A new study using seismographs across the Mariana Trench has found that certain zones on earth drag down staggering amounts of water as a result of tectonic activity.
According to the new calculations, the water quantity amounts to 3 billion Tera grams every million years, with one teragram alone equaling a billion kilograms. In the new study published to the journal Nature, the researchers used data collected by 19 seismographs across the Mariana Trench.
They also looked at data from seven island-based seismographs.
This allowed for a more detailed picture of how the Pacific plate bends into the trench, revealing new insight on how the rocks hold onto water deep beneath the surface. ‘This study shows that subduction zones move far more water into Earth’s deep interior – many miles below the surface – than previously thought,’ said Candace Major, a program director in the National Science Foundation’s Division of Ocean Sciences, ‘The results highlight the important role of subduction zones in our planet’s water cycle.’

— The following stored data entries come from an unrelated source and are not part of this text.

// SPDX-License-Identifier: GPL-3.0-only

use std::fmt;

use serde::de::{self, DeserializeSeed, Deserializer, IgnoredAny, MapAccess, SeqAccess, Visitor};
use serde_json::{Map, Value};
use storage_types::{BlockDevice, MAX_RECURSION_DEPTH};
use tracing::debug;

use crate::error::{Result, SysError};

/// Key holding the device array in `lsblk --json` output
pub const OUTPUT_KEY: &str = "blockdevices";

/// Decode `lsblk --json` output into the raw device tree.
///
/// Nodes are read directly from the document. `children` of a node at
/// [`MAX_RECURSION_DEPTH`] are skipped unread, so arbitrarily deep input
/// neither hits the JSON nesting limit nor grows the stack.
pub fn decode(output: &[u8]) -> Result<Vec<BlockDevice>> {
    if output.iter().all(u8::is_ascii_whitespace) {
        return Err(SysError::EmptyInput);
    }

    let mut deserializer = serde_json::Deserializer::from_slice(output);
    let devices = DocumentSeed
        .deserialize(&mut deserializer)
        .and_then(|devices| deserializer.end().map(|()| devices))
        .map_err(|error| {
            debug!(
                "failed to unmarshal lsblk output ({} bytes): {}",
                output.len(),
                error
            );
            SysError::parse(output, error)
        })?;

    devices.ok_or(SysError::MissingKey(OUTPUT_KEY))
}

/// Top-level object; yields `None` when the device key is absent.
struct DocumentSeed;

impl<'de> DeserializeSeed<'de> for DocumentSeed {
    type Value = Option<Vec<BlockDevice>>;

    fn deserialize<D: Deserializer<'de>>(
        self,
        deserializer: D,
    ) -> std::result::Result<Self::Value, D::Error> {
        deserializer.deserialize_map(self)
    }
}

impl<'de> Visitor<'de> for DocumentSeed {
    type Value = Option<Vec<BlockDevice>>;

    fn expecting(&self, f: &mut fmt::Formatter) -> fmt::Result {
        write!(f, "an object with a `{OUTPUT_KEY}` array")
    }

    fn visit_map<A: MapAccess<'de>>(
        self,
        mut map: A,
    ) -> std::result::Result<Self::Value, A::Error> {
        let mut devices = None;
        while let Some(key) = map.next_key::<String>()? {
            if key == OUTPUT_KEY {
                devices = Some(map.next_value_seed(DeviceListSeed { depth: 0 })?);
            } else {
                map.next_value::<IgnoredAny>()?;
            }
        }
        Ok(devices)
    }
}

/// A device array (or `null`) whose entries sit at `depth`.
struct DeviceListSeed {
    depth: usize,
}

impl<'de> DeserializeSeed<'de> for DeviceListSeed {
    type Value = Vec<BlockDevice>;

    fn deserialize<D: Deserializer<'de>>(
        self,
        deserializer: D,
    ) -> std::result::Result<Self::Value, D::Error> {
        deserializer.deserialize_option(self)
    }
}

impl<'de> Visitor<'de> for DeviceListSeed {
    type Value = Vec<BlockDevice>;

    fn expecting(&self, f: &mut fmt::Formatter) -> fmt::Result {
        f.write_str("a list of block devices or null")
    }

    fn visit_none<E: de::Error>(self) -> std::result::Result<Self::Value, E> {
        Ok(Vec::new())
    }

    fn visit_unit<E: de::Error>(self) -> std::result::Result<Self::Value, E> {
        Ok(Vec::new())
    }

    fn visit_some<D: Deserializer<'de>>(
        self,
        deserializer: D,
    ) -> std::result::Result<Self::Value, D::Error> {
        deserializer.deserialize_seq(self)
    }

    fn visit_seq<A: SeqAccess<'de>>(
        self,
        mut seq: A,
    ) -> std::result::Result<Self::Value, A::Error> {
        let mut devices = Vec::with_capacity(seq.size_hint().unwrap_or(0));
        while let Some(dev) = seq.next_element_seed(DeviceSeed { depth: self.depth })? {
            devices.push(dev);
        }
        Ok(devices)
    }
}

/// One device object. Scalar fields go through the regular
/// [`BlockDevice`] deserializer; `children` recurse with a depth count.
struct DeviceSeed {
    depth: usize,
}

impl<'de> DeserializeSeed<'de> for DeviceSeed {
    type Value = BlockDevice;

    fn deserialize<D: Deserializer<'de>>(
        self,
        deserializer: D,
    ) -> std::result::Result<Self::Value, D::Error> {
        deserializer.deserialize_map(self)
    }
}

impl<'de> Visitor<'de> for DeviceSeed {
    type Value = BlockDevice;

    fn expecting(&self, f: &mut fmt::Formatter) -> fmt::Result {
        f.write_str("a block device object")
    }

    fn visit_map<A: MapAccess<'de>>(
        self,
        mut map: A,
    ) -> std::result::Result<Self::Value, A::Error> {
        let mut fields = Map::new();
        let mut children = Vec::new();

        while let Some(key) = map.next_key::<String>()? {
            if key != "children" {
                fields.insert(key, map.next_value::<Value>()?);
            } else if self.depth < MAX_RECURSION_DEPTH {
                children = map.next_value_seed(DeviceListSeed {
                    depth: self.depth + 1,
                })?;
            } else {
                map.next_value::<IgnoredAny>()?;
                debug!(
                    "skipping children of {:?}: depth limit {} reached",
                    fields.get("name").and_then(serde_json::Value::as_str).unwrap_or_default(),
                    MAX_RECURSION_DEPTH
                );
            }
        }

        let mut dev: BlockDevice = serde_json::from_value(Value::Object(fields))
            .map_err(<A::Error as de::Error>::custom)?;
        dev.children = children;
        Ok(dev)
    }
}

According to the team, the extreme pressure and temperature conditions cause water to become trapped in the rock as the plate travels down into the crust and upper mantle along fault lines. Previously, researchers did not have a clear picture of how deep water goes.
The researchers say the new method is far more precise, with seismic images that show the area of hydrated rock at the Mariana Trench extends nearly 20 miles beneath the seafloor.
At the Mariana Trench, the researchers estimate that four times more water is dragged into the interior for times more than previously thought.
What exactly happens to the water after it’s pulled down into the trench remains unclear. It’s thought that most returns to the atmosphere as water vapor through faraway volcanic eruptions.